Assignment
Look below for the line containing "repository 64cb1030365e7d70"; from there through the line containing "pub struct ExecutionResult", both lines included, please set down each line exactly and nothing else.

** Opening Dataset records block **

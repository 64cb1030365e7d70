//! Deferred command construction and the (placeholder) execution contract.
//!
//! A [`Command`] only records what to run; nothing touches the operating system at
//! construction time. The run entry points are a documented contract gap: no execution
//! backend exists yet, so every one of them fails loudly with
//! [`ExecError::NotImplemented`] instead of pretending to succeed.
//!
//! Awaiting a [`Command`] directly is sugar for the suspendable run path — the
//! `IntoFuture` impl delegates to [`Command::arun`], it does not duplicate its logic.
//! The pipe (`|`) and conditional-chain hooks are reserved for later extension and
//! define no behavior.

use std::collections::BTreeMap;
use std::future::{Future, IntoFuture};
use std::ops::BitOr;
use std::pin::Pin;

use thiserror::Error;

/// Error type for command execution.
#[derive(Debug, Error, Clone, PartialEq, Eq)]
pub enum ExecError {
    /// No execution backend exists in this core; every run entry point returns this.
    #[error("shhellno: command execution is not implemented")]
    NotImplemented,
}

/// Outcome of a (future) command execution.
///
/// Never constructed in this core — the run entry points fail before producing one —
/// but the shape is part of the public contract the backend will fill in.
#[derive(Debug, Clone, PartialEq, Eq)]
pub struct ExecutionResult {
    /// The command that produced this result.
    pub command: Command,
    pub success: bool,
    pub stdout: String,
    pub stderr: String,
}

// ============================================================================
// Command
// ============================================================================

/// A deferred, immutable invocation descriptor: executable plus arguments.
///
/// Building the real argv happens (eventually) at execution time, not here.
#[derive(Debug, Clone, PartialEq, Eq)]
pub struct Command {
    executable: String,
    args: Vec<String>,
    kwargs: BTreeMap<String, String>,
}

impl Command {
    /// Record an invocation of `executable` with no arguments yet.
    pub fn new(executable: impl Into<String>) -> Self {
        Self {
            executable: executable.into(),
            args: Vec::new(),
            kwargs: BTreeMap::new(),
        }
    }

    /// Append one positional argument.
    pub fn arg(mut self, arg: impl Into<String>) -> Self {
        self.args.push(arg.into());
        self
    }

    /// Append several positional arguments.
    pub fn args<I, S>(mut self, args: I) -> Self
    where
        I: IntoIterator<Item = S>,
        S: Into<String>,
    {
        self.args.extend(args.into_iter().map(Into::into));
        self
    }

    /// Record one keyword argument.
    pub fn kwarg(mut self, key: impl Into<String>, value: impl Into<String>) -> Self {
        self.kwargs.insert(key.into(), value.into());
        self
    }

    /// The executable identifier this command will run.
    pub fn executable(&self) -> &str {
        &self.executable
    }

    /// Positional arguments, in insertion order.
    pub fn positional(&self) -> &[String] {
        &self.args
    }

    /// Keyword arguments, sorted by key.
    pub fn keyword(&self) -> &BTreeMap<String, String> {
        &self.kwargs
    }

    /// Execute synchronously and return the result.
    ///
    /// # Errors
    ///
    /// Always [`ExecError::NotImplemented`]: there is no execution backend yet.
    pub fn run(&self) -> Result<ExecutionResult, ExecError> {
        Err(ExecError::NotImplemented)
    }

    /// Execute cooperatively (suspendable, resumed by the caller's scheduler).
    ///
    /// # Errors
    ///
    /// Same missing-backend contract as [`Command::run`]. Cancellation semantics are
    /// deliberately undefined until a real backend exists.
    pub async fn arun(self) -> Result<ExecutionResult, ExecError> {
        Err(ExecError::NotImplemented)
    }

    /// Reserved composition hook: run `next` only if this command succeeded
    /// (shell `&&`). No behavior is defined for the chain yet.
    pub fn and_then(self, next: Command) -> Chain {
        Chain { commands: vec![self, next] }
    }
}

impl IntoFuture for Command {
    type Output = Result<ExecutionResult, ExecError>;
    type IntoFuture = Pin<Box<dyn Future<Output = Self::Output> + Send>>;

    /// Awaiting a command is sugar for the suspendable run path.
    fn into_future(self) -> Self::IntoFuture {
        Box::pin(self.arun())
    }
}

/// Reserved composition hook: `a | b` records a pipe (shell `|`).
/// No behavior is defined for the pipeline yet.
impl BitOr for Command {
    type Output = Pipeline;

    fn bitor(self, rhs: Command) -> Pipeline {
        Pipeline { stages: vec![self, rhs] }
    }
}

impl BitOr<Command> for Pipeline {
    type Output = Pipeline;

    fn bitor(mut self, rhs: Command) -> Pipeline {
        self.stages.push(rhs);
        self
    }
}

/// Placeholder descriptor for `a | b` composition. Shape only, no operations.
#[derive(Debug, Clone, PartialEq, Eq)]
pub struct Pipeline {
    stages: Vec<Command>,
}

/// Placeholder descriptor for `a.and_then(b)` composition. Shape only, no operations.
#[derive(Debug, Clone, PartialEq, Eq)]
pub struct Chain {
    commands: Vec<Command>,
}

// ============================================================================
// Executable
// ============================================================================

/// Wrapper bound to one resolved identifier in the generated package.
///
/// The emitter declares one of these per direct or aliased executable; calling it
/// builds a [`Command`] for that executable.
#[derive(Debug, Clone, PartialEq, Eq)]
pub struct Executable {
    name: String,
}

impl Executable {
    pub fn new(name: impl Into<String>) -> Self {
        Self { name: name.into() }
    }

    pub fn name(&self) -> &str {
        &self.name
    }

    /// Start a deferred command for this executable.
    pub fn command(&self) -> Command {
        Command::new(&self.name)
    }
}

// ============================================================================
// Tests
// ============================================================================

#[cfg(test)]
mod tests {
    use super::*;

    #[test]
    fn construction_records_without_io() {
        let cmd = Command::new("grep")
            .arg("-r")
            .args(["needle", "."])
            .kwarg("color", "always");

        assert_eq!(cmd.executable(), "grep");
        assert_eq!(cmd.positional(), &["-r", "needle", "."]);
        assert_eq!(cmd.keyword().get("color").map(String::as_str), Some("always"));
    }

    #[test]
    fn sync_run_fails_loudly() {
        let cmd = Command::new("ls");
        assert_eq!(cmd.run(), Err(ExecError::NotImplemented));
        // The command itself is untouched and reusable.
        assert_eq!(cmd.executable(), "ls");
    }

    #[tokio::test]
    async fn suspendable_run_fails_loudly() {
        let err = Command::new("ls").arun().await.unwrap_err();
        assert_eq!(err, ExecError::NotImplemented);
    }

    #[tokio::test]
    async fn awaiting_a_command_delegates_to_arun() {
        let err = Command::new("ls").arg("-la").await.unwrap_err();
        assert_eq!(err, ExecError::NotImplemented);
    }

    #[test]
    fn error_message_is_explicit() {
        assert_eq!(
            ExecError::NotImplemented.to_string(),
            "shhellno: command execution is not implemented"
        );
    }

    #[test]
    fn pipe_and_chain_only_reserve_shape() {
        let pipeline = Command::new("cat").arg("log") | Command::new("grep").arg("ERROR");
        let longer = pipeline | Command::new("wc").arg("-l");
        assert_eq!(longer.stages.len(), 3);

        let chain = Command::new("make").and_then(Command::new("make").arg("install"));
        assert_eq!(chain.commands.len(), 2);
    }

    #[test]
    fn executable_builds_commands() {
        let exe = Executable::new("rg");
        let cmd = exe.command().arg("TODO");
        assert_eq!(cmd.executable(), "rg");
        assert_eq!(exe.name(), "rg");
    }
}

** Closing Dataset records block **
** Opening Dataset records block **

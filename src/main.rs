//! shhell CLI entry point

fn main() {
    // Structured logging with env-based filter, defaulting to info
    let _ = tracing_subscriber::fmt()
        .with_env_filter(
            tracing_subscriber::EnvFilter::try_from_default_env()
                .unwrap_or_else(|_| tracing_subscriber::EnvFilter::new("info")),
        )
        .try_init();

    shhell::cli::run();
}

** Closing Dataset records block **

Response box
repository 64cb1030365e7d70
//! Deferred command construction and the (placeholder) execution contract.
//!
//! A [`Command`] only records what to run; nothing touches the operating system at
//! construction time. The run entry points are a documented contract gap: no execution
//! backend exists yet, so every one of them fails loudly with
//! [`ExecError::NotImplemented`] instead of pretending to succeed.
//!
//! Awaiting a [`Command`] directly is sugar for the suspendable run path — the
//! `IntoFuture` impl delegates to [`Command::arun`], it does not duplicate its logic.
//! The pipe (`|`) and conditional-chain hooks are reserved for later extension and
//! define no behavior.

use std::collections::BTreeMap;
use std::future::{Future, IntoFuture};
use std::ops::BitOr;
use std::pin::Pin;

use thiserror::Error;

/// Error type for command execution.
#[derive(Debug, Error, Clone, PartialEq, Eq)]
pub enum ExecError {
    /// No execution backend exists in this core; every run entry point returns this.
    #[error("shhellno: command execution is not implemented")]
    NotImplemented,
}

/// Outcome of a (future) command execution.
///
/// Never constructed in this core — the run entry points fail before producing one —
/// but the shape is part of the public contract the backend will fill in.
#[derive(Debug, Clone, PartialEq, Eq)]
pub struct ExecutionResult {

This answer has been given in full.